Athletes with FMS composite scores ≤14 points have been usually classified as high injury risk, but there is strong criticism on the predictive value of this cutoff point.41 Thus, increasing attention has been given to individual test scores and bilateral asymmetries, as performed in the current study. The functional movements tests (deep squat, hurdle step, and in-line lunge) are considered primary athletic movements, and a score ≥2 is expected for competitive athletes. The poor performance (score <2) found in 42% of players may be attributed to deficits in flexibility, balance, and/or neuromuscular control. Similarly, deficits in core stability are the main factor to explain the poor performance of 29% of players on push-up and rotary stability tests. Ideally, these deficits should be analyzed case-by-case to provide individual corrective interventions, but this is sometimes difficult in team sports. It is imperative that collective prevention programs in football should comprise balance stimulus and core stability exercises, such as those comprised by the “FIFA 11+.”15
Teams assessed in the current study were not monitoring the players’ exposure hours in matches and practice sessions. Therefore, we were unable to follow the HSI rates throughout the season and investigate their relationship with the risk factors assessed during preseason assessments; this is the main limitation of the current study. Another limitation is the self-report regarding the players’ injury history; this method does not allow a precise classification of the type and severity of the previous injuries. Nevertheless, our study adds to the literature an important piece of information: professional and under-20 football players usually present multiple HSI risk factors, and a comprehensive approach is mandatory to screen the most vulnerable players.
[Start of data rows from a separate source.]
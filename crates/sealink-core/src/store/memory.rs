use std::{
    collections::BTreeMap,
    sync::{Arc, Mutex},
};

use sealink_encoding::{Decode, EncodedValue, Encode, Uid};

use super::{ProtocolStore, StoreBatch, StoreOp};
use crate::{
    error::StoreError,
    protocol::{ConcreteProtocolState, ProtocolId},
};

/// In-memory store for tests and simulation.
///
/// States are kept in their encoded form, so every load goes through the
/// same decode path a persistent backend would. Uses `lock().expect()`,
/// which panics if the mutex is poisoned; acceptable for test code.
#[derive(Clone, Default)]
pub struct MemoryStore {
    inner: Arc<Mutex<BTreeMap<(ProtocolId, Uid), Vec<u8>>>>,
}

impl MemoryStore {
    /// Create an empty store.
    pub fn new() -> Self {
        Self::default()
    }

    /// Number of stored instances across all protocols.
    #[allow(clippy::expect_used)]
    pub fn len(&self) -> usize {
        self.inner.lock().expect("Mutex poisoned").len()
    }

    /// Whether no instance is stored.
    pub fn is_empty(&self) -> bool {
        self.len() == 0
    }

    /// Overwrite the raw stored bytes of an instance.
    #[allow(clippy::expect_used)]
    pub fn put_raw(&self, protocol: ProtocolId, instance_id: Uid, raw: Vec<u8>) {
        self.inner.lock().expect("Mutex poisoned").insert((protocol, instance_id), raw);
    }
}

impl ProtocolStore for MemoryStore {
    fn load(
        &self,
        protocol: ProtocolId,
        instance_id: Uid,
    ) -> Result<Option<ConcreteProtocolState>, StoreError> {
        #[allow(clippy::expect_used)]
        let inner = self.inner.lock().expect("Mutex poisoned");
        let Some(raw) = inner.get(&(protocol, instance_id)) else {
            return Ok(None);
        };
        EncodedValue::from_bytes(raw)
            .and_then(|value| ConcreteProtocolState::decode(&value))
            .map(Some)
            .map_err(|err| StoreError::Corrupted(format!("{protocol} {instance_id:?}: {err}")))
    }

    fn store(
        &self,
        protocol: ProtocolId,
        instance_id: Uid,
        state: &ConcreteProtocolState,
    ) -> Result<(), StoreError> {
        #[allow(clippy::expect_used)]
        let mut inner = self.inner.lock().expect("Mutex poisoned");
        inner.insert((protocol, instance_id), state.encode().to_bytes());
        Ok(())
    }

    fn delete(&self, protocol: ProtocolId, instance_id: Uid) -> Result<(), StoreError> {
        #[allow(clippy::expect_used)]
        let mut inner = self.inner.lock().expect("Mutex poisoned");
        inner.remove(&(protocol, instance_id));
        Ok(())
    }

    fn instances(&self, protocol: ProtocolId) -> Result<Vec<Uid>, StoreError> {
        #[allow(clippy::expect_used)]
        let inner = self.inner.lock().expect("Mutex poisoned");
        Ok(inner.keys().filter(|(p, _)| *p == protocol).map(|(_, id)| *id).collect())
    }

    fn commit(&self, batch: &StoreBatch) -> Result<(), StoreError> {
        #[allow(clippy::expect_used)]
        let mut inner = self.inner.lock().expect("Mutex poisoned");
        for op in batch.ops() {
            match op {
                StoreOp::Put { protocol, instance_id, state } => {
                    inner.insert((*protocol, *instance_id), state.encode().to_bytes());
                },
                StoreOp::Delete { protocol, instance_id } => {
                    inner.remove(&(*protocol, *instance_id));
                },
            }
        }
        Ok(())
    }
}

#[cfg(test)]
mod tests {
    use super::*;

    const OWNED: ProtocolId = ProtocolId::ChannelCreationWithOwnedDevice;

    fn state(id: u16) -> ConcreteProtocolState {
        ConcreteProtocolState { state_id: id, payload: ConcreteProtocolState::sentinel_payload() }
    }

    #[test]
    fn store_load_delete() {
        let store = MemoryStore::new();
        let instance = Uid::from_bytes([1; 32]);

        assert_eq!(store.load(OWNED, instance), Ok(None));
        store.store(OWNED, instance, &state(2)).expect("store");
        assert_eq!(store.load(OWNED, instance), Ok(Some(state(2))));

        store.store(OWNED, instance, &state(3)).expect("overwrite");
        assert_eq!(store.load(OWNED, instance), Ok(Some(state(3))));

        store.delete(OWNED, instance).expect("delete");
        store.delete(OWNED, instance).expect("delete is idempotent");
        assert!(store.is_empty());
    }

    #[test]
    fn instances_are_scoped_by_protocol() {
        let store = MemoryStore::new();
        store.store(OWNED, Uid::from_bytes([2; 32]), &state(0)).expect("store");
        store.store(OWNED, Uid::from_bytes([1; 32]), &state(0)).expect("store");
        store
            .store(ProtocolId::ChannelCreationWithContactDevice, Uid::from_bytes([3; 32]), &state(0))
            .expect("store");

        assert_eq!(
            store.instances(OWNED),
            Ok(vec![Uid::from_bytes([1; 32]), Uid::from_bytes([2; 32])])
        );
        assert_eq!(store.len(), 3);
    }

    #[test]
    fn batch_applies_in_order() {
        let store = MemoryStore::new();
        let kept = Uid::from_bytes([5; 32]);
        let dropped = Uid::from_bytes([6; 32]);
        store.store(OWNED, dropped, &state(1)).expect("store");

        let mut batch = StoreBatch::new();
        batch.put(OWNED, kept, state(2));
        batch.delete(OWNED, dropped);
        batch.put(OWNED, kept, state(4));
        store.commit(&batch).expect("commit");

        assert_eq!(store.load(OWNED, kept), Ok(Some(state(4))));
        assert_eq!(store.load(OWNED, dropped), Ok(None));
        assert_eq!(store.len(), 1);
    }

    #[test]
    fn corrupted_bytes_surface_as_error() {
        let store = MemoryStore::new();
        let instance = Uid::from_bytes([4; 32]);
        store.put_raw(OWNED, instance, vec![0x03, 0, 0, 0, 9]);
        assert!(matches!(store.load(OWNED, instance), Err(StoreError::Corrupted(_))));
    }
}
In addition, the current study describes a successful partnership between the university and professional football clubs. Accessible reports are an effective way to make laboratory tests more useful to practitioners in the pitch, thus reducing the gap between science and practice.
Conclusion
Our findings support that most football players present multiple risk factors for sustaining an HSI, so a comprehensive and evidence-based testing protocol is recommended for screening the most vulnerable players. Hamstring eccentric weakness is the most prevalent risk factor, but the teams should also be aware of deficits in flexibility, core stability, functional movements, and hamstring fascicle length. Players’ injury history is a nonmodifiable risk factor that cannot be neglected, so players with previous injuries should further minimize possible deficits on the other (modifiable) risk factors.